(GIVEN RECORDS)
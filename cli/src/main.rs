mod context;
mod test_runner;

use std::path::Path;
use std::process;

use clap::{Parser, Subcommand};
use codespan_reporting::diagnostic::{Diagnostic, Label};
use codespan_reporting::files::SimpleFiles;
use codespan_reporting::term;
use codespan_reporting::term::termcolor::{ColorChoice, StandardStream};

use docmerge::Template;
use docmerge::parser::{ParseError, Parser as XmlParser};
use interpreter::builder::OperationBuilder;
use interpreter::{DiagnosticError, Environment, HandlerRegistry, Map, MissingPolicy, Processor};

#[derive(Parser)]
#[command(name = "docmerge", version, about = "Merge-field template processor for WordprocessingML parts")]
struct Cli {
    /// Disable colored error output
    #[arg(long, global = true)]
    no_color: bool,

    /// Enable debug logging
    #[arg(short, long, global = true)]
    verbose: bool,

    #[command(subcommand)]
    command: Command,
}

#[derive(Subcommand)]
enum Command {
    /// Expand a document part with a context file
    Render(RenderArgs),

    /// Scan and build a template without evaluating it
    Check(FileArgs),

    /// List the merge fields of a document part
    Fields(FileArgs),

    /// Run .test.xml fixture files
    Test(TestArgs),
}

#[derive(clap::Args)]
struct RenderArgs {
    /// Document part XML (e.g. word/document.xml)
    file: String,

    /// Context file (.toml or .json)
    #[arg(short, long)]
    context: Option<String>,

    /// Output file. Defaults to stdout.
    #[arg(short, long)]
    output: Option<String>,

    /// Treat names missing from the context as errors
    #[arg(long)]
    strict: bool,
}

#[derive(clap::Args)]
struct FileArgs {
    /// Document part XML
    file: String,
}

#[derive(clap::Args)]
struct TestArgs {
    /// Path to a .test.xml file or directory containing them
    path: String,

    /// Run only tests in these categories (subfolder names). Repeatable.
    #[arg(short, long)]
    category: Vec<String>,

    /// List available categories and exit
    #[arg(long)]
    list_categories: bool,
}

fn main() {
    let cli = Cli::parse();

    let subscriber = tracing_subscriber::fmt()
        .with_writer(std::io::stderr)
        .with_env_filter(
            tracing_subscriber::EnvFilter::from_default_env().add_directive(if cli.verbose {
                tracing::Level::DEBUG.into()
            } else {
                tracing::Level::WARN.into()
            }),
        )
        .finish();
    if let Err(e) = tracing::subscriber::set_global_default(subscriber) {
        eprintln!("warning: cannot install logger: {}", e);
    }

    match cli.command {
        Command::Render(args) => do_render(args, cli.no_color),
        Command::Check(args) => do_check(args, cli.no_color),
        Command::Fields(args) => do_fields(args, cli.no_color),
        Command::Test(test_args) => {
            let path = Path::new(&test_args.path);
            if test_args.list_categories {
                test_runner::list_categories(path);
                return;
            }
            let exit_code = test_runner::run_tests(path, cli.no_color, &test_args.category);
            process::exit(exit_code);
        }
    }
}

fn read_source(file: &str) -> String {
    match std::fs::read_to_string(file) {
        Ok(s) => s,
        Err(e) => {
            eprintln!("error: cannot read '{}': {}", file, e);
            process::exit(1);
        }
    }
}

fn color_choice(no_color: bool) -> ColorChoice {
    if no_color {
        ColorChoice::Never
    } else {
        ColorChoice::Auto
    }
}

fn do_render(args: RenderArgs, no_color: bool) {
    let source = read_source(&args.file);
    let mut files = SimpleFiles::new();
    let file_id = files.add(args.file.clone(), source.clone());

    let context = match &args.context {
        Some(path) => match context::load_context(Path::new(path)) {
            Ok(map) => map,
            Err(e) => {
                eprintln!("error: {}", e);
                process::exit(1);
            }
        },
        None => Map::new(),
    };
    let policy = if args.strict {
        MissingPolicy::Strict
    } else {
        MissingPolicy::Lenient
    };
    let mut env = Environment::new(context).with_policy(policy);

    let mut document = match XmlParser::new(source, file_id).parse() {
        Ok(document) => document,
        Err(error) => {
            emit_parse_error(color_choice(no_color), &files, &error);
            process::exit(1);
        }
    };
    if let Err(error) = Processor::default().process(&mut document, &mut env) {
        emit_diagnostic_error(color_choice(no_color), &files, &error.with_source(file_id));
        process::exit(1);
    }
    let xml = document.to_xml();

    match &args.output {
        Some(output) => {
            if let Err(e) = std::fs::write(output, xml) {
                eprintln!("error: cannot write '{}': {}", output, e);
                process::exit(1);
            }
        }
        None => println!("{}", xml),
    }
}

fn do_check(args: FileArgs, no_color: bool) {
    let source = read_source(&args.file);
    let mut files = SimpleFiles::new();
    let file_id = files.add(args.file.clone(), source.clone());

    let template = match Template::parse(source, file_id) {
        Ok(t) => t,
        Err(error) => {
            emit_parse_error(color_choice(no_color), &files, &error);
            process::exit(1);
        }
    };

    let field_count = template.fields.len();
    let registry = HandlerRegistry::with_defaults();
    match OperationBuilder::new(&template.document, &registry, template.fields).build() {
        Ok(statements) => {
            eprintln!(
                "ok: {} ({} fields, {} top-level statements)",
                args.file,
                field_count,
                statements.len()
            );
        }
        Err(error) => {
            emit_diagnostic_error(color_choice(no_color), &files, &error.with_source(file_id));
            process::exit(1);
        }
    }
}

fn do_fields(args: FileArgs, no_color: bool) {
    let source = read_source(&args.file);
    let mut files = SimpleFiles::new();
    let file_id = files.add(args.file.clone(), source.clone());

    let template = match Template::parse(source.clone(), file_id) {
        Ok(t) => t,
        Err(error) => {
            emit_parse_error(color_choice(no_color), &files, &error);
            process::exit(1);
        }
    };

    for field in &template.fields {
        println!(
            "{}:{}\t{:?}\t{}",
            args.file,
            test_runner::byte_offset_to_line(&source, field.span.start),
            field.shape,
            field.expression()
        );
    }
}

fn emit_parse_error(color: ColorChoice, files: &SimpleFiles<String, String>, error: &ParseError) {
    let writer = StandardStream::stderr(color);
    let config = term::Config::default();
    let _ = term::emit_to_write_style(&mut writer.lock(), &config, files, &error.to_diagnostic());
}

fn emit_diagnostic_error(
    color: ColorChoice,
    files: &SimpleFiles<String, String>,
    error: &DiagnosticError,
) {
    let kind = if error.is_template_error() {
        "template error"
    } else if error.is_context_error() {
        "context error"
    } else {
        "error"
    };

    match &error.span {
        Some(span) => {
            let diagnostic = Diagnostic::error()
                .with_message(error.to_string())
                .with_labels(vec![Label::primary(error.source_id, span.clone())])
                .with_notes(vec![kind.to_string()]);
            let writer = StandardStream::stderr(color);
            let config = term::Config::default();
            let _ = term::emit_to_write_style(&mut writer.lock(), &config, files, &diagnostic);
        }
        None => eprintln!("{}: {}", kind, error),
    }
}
(End GIVEN RECORDS)
(GIVEN RECORDS)
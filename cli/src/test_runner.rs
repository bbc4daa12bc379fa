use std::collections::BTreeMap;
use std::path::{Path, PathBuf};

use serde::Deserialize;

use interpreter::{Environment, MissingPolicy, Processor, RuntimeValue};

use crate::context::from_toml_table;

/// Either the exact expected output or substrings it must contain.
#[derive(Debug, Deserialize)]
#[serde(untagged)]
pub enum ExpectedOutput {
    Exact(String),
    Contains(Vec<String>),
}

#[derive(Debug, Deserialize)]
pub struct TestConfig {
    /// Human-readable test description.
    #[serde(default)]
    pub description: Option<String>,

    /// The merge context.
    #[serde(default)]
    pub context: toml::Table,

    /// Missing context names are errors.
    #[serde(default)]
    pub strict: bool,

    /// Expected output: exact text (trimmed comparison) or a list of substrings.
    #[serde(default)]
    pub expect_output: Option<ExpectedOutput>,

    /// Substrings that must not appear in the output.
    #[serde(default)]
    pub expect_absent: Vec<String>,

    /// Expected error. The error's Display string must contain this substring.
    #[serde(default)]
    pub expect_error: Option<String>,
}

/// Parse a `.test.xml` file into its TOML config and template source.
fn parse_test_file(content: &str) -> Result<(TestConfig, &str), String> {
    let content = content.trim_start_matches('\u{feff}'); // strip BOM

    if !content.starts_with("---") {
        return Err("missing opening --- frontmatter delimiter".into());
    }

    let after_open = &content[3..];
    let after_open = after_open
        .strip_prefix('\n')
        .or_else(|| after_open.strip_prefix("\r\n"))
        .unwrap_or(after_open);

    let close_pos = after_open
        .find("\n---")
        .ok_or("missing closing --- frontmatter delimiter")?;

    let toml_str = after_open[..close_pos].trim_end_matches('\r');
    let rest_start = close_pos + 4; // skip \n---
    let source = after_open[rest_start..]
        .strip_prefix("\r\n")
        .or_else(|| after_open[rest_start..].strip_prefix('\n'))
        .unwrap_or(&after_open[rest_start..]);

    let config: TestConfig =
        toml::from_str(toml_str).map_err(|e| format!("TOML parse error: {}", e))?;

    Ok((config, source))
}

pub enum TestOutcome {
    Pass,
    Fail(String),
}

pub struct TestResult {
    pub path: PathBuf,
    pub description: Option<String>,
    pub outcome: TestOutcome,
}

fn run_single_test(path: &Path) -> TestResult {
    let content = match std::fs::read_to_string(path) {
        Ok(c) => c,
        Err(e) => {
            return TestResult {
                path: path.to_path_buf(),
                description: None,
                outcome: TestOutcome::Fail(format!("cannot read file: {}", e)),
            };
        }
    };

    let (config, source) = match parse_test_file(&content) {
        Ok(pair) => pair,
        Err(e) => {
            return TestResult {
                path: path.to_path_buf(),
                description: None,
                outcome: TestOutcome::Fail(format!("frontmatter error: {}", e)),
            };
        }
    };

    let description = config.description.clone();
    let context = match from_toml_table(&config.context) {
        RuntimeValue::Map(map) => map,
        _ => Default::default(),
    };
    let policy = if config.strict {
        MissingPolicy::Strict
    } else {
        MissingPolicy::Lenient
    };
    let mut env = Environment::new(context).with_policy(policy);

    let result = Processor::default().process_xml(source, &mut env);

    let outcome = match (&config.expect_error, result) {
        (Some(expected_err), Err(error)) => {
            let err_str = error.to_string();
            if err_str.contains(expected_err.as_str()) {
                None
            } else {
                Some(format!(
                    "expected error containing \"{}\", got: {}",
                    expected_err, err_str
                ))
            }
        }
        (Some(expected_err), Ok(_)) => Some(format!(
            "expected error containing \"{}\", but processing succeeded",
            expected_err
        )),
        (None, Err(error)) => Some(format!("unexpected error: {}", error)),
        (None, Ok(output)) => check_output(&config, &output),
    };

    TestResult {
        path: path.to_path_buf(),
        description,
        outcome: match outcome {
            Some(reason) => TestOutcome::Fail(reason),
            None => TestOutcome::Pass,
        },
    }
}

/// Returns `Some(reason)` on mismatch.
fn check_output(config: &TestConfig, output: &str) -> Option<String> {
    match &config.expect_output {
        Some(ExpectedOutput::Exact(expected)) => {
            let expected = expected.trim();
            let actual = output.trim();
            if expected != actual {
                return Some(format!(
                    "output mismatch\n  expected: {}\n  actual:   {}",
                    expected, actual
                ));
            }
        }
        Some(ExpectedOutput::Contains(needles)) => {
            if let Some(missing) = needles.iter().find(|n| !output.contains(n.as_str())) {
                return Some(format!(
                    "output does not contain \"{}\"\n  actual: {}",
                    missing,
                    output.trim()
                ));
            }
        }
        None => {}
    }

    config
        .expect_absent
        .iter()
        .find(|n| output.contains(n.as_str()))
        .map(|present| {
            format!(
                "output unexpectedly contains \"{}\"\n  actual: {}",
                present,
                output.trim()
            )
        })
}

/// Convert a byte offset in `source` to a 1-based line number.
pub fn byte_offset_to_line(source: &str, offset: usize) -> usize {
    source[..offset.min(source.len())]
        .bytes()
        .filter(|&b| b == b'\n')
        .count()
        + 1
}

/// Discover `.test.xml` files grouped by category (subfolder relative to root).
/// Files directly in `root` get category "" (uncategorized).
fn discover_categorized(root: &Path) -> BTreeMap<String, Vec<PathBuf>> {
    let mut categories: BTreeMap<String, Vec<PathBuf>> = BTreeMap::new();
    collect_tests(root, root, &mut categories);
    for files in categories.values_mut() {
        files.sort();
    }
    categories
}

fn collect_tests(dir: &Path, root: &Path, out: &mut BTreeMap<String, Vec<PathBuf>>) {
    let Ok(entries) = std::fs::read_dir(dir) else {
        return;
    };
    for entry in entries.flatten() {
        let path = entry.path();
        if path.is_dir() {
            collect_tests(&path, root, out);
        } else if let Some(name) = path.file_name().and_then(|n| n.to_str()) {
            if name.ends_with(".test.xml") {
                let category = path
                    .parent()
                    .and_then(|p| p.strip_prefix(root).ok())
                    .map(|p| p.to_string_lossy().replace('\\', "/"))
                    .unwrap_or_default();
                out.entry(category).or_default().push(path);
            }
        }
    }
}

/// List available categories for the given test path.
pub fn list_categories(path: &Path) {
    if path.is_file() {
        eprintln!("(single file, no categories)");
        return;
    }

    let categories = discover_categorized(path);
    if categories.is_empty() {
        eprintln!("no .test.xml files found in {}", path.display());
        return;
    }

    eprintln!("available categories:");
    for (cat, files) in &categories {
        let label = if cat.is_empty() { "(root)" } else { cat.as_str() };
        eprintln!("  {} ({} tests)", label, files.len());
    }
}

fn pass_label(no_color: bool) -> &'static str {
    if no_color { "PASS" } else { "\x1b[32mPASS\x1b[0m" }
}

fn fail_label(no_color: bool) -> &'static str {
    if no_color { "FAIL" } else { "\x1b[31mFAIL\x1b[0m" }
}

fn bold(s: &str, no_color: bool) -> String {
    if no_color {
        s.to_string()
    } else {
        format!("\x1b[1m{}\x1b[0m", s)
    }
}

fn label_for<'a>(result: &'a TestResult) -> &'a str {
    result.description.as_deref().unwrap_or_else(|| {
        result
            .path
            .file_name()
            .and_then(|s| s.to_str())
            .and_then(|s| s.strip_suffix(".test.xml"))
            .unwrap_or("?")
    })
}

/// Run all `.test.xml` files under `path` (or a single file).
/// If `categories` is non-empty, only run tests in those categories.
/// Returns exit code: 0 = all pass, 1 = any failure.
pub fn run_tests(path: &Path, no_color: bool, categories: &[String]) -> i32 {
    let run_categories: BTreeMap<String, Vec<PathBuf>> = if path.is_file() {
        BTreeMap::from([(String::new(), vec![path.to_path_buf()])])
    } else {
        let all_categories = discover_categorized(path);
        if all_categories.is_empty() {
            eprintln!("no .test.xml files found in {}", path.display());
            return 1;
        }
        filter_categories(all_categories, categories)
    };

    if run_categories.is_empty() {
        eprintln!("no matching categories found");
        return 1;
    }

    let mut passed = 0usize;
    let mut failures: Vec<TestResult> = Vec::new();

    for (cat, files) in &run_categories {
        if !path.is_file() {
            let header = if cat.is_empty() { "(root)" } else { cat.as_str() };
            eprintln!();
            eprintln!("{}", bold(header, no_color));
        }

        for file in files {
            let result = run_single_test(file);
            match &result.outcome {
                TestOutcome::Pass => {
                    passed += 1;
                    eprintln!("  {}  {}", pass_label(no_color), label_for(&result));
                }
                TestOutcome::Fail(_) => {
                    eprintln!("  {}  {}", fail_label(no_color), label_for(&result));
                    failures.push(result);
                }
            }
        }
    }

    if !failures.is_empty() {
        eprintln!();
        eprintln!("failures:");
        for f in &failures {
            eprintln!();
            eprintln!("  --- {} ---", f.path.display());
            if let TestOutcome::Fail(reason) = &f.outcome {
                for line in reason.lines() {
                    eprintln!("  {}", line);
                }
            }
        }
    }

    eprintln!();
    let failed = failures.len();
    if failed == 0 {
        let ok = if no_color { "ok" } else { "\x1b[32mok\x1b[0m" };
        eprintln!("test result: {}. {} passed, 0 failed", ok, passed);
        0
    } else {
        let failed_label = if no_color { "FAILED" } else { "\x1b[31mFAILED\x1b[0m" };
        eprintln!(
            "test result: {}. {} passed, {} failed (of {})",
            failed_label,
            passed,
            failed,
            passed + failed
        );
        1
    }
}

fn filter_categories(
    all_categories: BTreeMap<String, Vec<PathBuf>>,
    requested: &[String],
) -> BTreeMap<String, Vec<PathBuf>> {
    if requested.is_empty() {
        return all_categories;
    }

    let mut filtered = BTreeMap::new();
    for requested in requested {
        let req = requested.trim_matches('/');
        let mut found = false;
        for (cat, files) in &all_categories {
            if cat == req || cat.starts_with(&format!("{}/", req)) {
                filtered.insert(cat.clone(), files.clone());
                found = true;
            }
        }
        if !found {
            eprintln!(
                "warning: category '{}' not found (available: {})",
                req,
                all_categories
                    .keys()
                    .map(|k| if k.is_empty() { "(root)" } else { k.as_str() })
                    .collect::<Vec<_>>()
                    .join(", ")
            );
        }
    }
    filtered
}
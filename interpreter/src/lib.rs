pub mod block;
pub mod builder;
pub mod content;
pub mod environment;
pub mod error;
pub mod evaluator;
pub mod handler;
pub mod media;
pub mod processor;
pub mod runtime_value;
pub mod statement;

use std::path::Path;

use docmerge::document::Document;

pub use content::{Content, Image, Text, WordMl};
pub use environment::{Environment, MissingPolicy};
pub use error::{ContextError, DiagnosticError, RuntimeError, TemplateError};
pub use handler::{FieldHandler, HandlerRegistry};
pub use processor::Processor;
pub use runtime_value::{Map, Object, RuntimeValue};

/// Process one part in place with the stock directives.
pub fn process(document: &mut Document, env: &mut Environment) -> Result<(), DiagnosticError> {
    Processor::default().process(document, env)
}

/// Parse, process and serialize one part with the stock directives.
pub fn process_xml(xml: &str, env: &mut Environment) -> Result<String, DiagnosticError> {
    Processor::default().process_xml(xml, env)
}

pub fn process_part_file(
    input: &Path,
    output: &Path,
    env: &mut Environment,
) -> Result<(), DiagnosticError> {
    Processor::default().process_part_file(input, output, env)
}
(End GIVEN RECORDS)
From the entries above, pull out each line that includes "ColorChoice".

* **ANSWER TO THIS TASK**:
use codespan_reporting::term::termcolor::{ColorChoice, StandardStream};
fn color_choice(no_color: bool) -> ColorChoice {
        ColorChoice::Never
        ColorChoice::Auto
fn emit_parse_error(color: ColorChoice, files: &SimpleFiles<String, String>, error: &ParseError) {
    color: ColorChoice,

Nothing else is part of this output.